### Dataset entries
Content starts
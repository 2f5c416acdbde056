//! Read-only D8 flow-direction grid
//!
//! Flow directions follow the TauDEM encoding:
//! ```text
//!   4  3  2
//!   5  .  1
//!   6  7  8
//! ```
//! Any other value (including 0 and the raster's no-data value) is NoData.
//! ESRI-style power-of-two codes are translated at construction.

use ndarray::Array2;
use serde::{Deserialize, Serialize};
use streamnet_core::raster::{GeoTransform, Raster, RasterElement};
use streamnet_core::{Error, Result, CRS};
use tracing::debug;

/// D8 neighbor offsets: (row_offset, col_offset), indexed by `code - 1`
pub const D8_OFFSETS: [(isize, isize); 8] = [
    (0, 1),   // 1: E
    (-1, 1),  // 2: NE
    (-1, 0),  // 3: N
    (-1, -1), // 4: NW
    (0, -1),  // 5: W
    (1, -1),  // 6: SW
    (1, 0),   // 7: S
    (1, 1),   // 8: SE
];

/// ESRI codes in TauDEM order (E, NE, N, NW, W, SW, S, SE)
const ESRI_CODES: [u32; 8] = [1, 128, 64, 32, 16, 8, 4, 2];

/// Stored code for NoData cells
const NODATA: u8 = 0;

/// Direction code pointing the opposite way
pub fn opposite_dir(dir: u8) -> u8 {
    if dir == 0 {
        return 0;
    }
    ((dir - 1 + 4) % 8) + 1
}

/// Encoding of the incoming flow-direction raster
#[derive(Debug, Clone, Copy, PartialEq, Eq, Default, Serialize, Deserialize)]
pub enum DirectionEncoding {
    /// 1=E, 2=NE, 3=N, 4=NW, 5=W, 6=SW, 7=S, 8=SE
    #[default]
    TauDem,
    /// 1=E, 2=SE, 4=S, 8=SW, 16=W, 32=NW, 64=N, 128=NE
    Esri,
}

impl DirectionEncoding {
    fn translate(self, value: f64) -> u8 {
        if value.fract() != 0.0 || value < 1.0 {
            return NODATA;
        }
        match self {
            DirectionEncoding::TauDem if value <= 8.0 => value as u8,
            DirectionEncoding::TauDem => NODATA,
            DirectionEncoding::Esri => {
                let code = value as u32;
                ESRI_CODES
                    .iter()
                    .position(|&esri| esri == code)
                    .map_or(NODATA, |idx| (idx + 1) as u8)
            }
        }
    }
}

/// Immutable view over a D8 flow-direction raster and its spatial metadata.
///
/// Pixels are addressed either by (row, col) or by their row-major flat
/// index `row * cols + col`.
#[derive(Debug, Clone)]
pub struct FlowGrid {
    codes: Array2<u8>,
    transform: GeoTransform,
    crs: Option<CRS>,
    nodata_cells: usize,
}

impl FlowGrid {
    /// Build from a TauDEM-encoded raster
    pub fn from_taudem<T: RasterElement>(raster: &Raster<T>) -> Result<Self> {
        Self::with_encoding(raster, DirectionEncoding::TauDem)
    }

    /// Build from an ESRI-encoded raster, translating codes to TauDEM
    pub fn from_esri<T: RasterElement>(raster: &Raster<T>) -> Result<Self> {
        Self::with_encoding(raster, DirectionEncoding::Esri)
    }

    /// Build from a raster in the given encoding.
    ///
    /// Fails with [`Error::EmptyFlowDirections`] if no cell holds a valid code.
    pub fn with_encoding<T: RasterElement>(
        raster: &Raster<T>,
        encoding: DirectionEncoding,
    ) -> Result<Self> {
        let codes = raster.data().map(|&value| {
            if raster.is_nodata(value) {
                return NODATA;
            }
            value.to_f64().map_or(NODATA, |v| encoding.translate(v))
        });

        let nodata_cells = codes.iter().filter(|&&code| code == NODATA).count();
        if nodata_cells == codes.len() {
            return Err(Error::EmptyFlowDirections);
        }
        debug!(
            rows = raster.rows(),
            cols = raster.cols(),
            nodata_cells,
            ?encoding,
            "loaded flow directions"
        );

        Ok(Self {
            codes,
            transform: *raster.transform(),
            crs: raster.crs().cloned(),
            nodata_cells,
        })
    }

    /// Dimensions as (rows, cols)
    pub fn shape(&self) -> (usize, usize) {
        self.codes.dim()
    }

    /// Number of rows
    pub fn rows(&self) -> usize {
        self.codes.nrows()
    }

    /// Number of columns
    pub fn cols(&self) -> usize {
        self.codes.ncols()
    }

    /// Total number of pixels
    pub fn len(&self) -> usize {
        self.codes.len()
    }

    /// Whether the grid has no pixels
    pub fn is_empty(&self) -> bool {
        self.codes.is_empty()
    }

    /// Number of NoData pixels
    pub fn nodata_cells(&self) -> usize {
        self.nodata_cells
    }

    /// Get the geotransform
    pub fn transform(&self) -> &GeoTransform {
        &self.transform
    }

    /// Get the CRS
    pub fn crs(&self) -> Option<&CRS> {
        self.crs.as_ref()
    }

    /// Row-major flat index of (row, col)
    pub fn index(&self, row: usize, col: usize) -> usize {
        row * self.cols() + col
    }

    /// (row, col) of a flat index
    pub fn coords(&self, idx: usize) -> (usize, usize) {
        (idx / self.cols(), idx % self.cols())
    }

    /// TauDEM direction code at (row, col), or `None` for NoData
    pub fn direction(&self, row: usize, col: usize) -> Option<u8> {
        match self.codes.get((row, col)) {
            Some(&NODATA) | None => None,
            Some(&code) => Some(code),
        }
    }

    /// The pixel (row, col) drains into, if it is on the grid.
    ///
    /// Returns `None` for NoData pixels and for directions pointing off-grid.
    pub fn downstream(&self, row: usize, col: usize) -> Option<(usize, usize)> {
        let code = self.direction(row, col)?;
        let (dr, dc) = D8_OFFSETS[(code - 1) as usize];
        self.offset(row, col, dr, dc)
    }

    /// Flat-index form of [`FlowGrid::downstream`]
    pub fn downstream_index(&self, idx: usize) -> Option<usize> {
        let (row, col) = self.coords(idx);
        self.downstream(row, col).map(|(r, c)| self.index(r, c))
    }

    /// Append the flat indices of every pixel draining directly into `idx`
    pub fn upstream_indices(&self, idx: usize, out: &mut Vec<usize>) {
        let (row, col) = self.coords(idx);
        for (k, &(dr, dc)) in D8_OFFSETS.iter().enumerate() {
            let Some((nr, nc)) = self.offset(row, col, dr, dc) else {
                continue;
            };
            // The neighbor in direction k drains here if its code points back.
            if self.direction(nr, nc) == Some(opposite_dir((k + 1) as u8)) {
                out.push(self.index(nr, nc));
            }
        }
    }

    /// The pixel `dr` rows and `dc` columns from (row, col), if on the grid
    pub fn offset(&self, row: usize, col: usize, dr: isize, dc: isize) -> Option<(usize, usize)> {
        let nr = row as isize + dr;
        let nc = col as isize + dc;
        if nr < 0 || nc < 0 || nr >= self.rows() as isize || nc >= self.cols() as isize {
            return None;
        }
        Some((nr as usize, nc as usize))
    }

    /// Distance between the centers of (row, col) and its downstream pixel
    /// in CRS base units, or `None` when the pixel has no downstream pixel
    pub fn step_length(&self, row: usize, col: usize) -> Option<f64> {
        let (nr, nc) = self.downstream(row, col)?;
        Some(self.transform.step_length(
            nr as isize - row as isize,
            nc as isize - col as isize,
        ))
    }
}

#[cfg(test)]
mod tests {
    use super::*;

    fn grid(codes: Vec<u8>, rows: usize, cols: usize) -> FlowGrid {
        FlowGrid::from_taudem(&Raster::from_vec(codes, rows, cols).unwrap()).unwrap()
    }

    #[test]
    fn test_opposite_direction() {
        assert_eq!(opposite_dir(1), 5); // E → W
        assert_eq!(opposite_dir(3), 7); // N → S
        assert_eq!(opposite_dir(5), 1); // W → E
        assert_eq!(opposite_dir(7), 3); // S → N
        assert_eq!(opposite_dir(2), 6); // NE → SW
        assert_eq!(opposite_dir(8), 4); // SE → NW
    }

    #[test]
    fn test_downstream_follows_taudem_codes() {
        // Center pixel of a 3x3 grid pointing in each direction
        let expected = [(1, 2), (0, 2), (0, 1), (0, 0), (1, 0), (2, 0), (2, 1), (2, 2)];
        for (code, want) in (1..=8_u8).zip(expected) {
            let mut codes = vec![7_u8; 9];
            codes[4] = code;
            let flow = grid(codes, 3, 3);
            assert_eq!(flow.downstream(1, 1), Some(want), "code {}", code);
        }
    }

    #[test]
    fn test_off_grid_and_nodata() {
        let flow = grid(vec![3, 0, 9, 7], 2, 2);
        assert_eq!(flow.downstream(0, 0), None); // N off-grid
        assert_eq!(flow.direction(0, 1), None); // 0 is NoData
        assert_eq!(flow.direction(1, 0), None); // 9 is not a D8 code
        assert_eq!(flow.downstream(1, 1), None); // S off-grid
        assert_eq!(flow.nodata_cells(), 2);
    }

    #[test]
    fn test_upstream_indices() {
        // Everything drains into the center
        let flow = grid(vec![8, 7, 6, 1, 7, 5, 2, 3, 4], 3, 3);
        let mut up = Vec::new();
        flow.upstream_indices(4, &mut up);
        up.sort_unstable();
        assert_eq!(up, vec![0, 1, 2, 3, 5, 6, 7, 8]);
    }

    #[test]
    fn test_esri_translation() {
        // ESRI: 1=E, 2=SE, 4=S, 64=N, 128=NE
        let raster = Raster::from_vec(vec![1_u8, 2, 4, 64, 128, 3], 2, 3).unwrap();
        let flow = FlowGrid::from_esri(&raster).unwrap();
        assert_eq!(flow.direction(0, 0), Some(1));
        assert_eq!(flow.direction(0, 1), Some(8));
        assert_eq!(flow.direction(0, 2), Some(7));
        assert_eq!(flow.direction(1, 0), Some(3));
        assert_eq!(flow.direction(1, 1), Some(2));
        assert_eq!(flow.direction(1, 2), None);
    }

    #[test]
    fn test_empty_encoding_is_error() {
        let raster = Raster::filled(4, 4, 0_u8);
        assert!(matches!(
            FlowGrid::from_taudem(&raster),
            Err(Error::EmptyFlowDirections)
        ));
    }

    #[test]
    fn test_raster_nodata_value_is_respected() {
        let mut raster = Raster::from_vec(vec![1.0_f64, -1.0, 3.0, 2.5], 2, 2).unwrap();
        raster.set_nodata(Some(3.0));
        let flow = FlowGrid::from_taudem(&raster).unwrap();
        assert_eq!(flow.direction(0, 0), Some(1));
        assert_eq!(flow.direction(0, 1), None);
        assert_eq!(flow.direction(1, 0), None);
        assert_eq!(flow.direction(1, 1), None);
    }
}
Content ends
### YOUR GOAL
Please filter the entries above down to the lines holding "isize" and copy them.

### TASK RESPONSE
pub const D8_OFFSETS: [(isize, isize); 8] = [
    pub fn offset(&self, row: usize, col: usize, dr: isize, dc: isize) -> Option<(usize, usize)> {
        let nr = row as isize + dr;
        let nc = col as isize + dc;
        if nr < 0 || nc < 0 || nr >= self.rows() as isize || nc >= self.cols() as isize {
            nr as isize - row as isize,
            nc as isize - col as isize,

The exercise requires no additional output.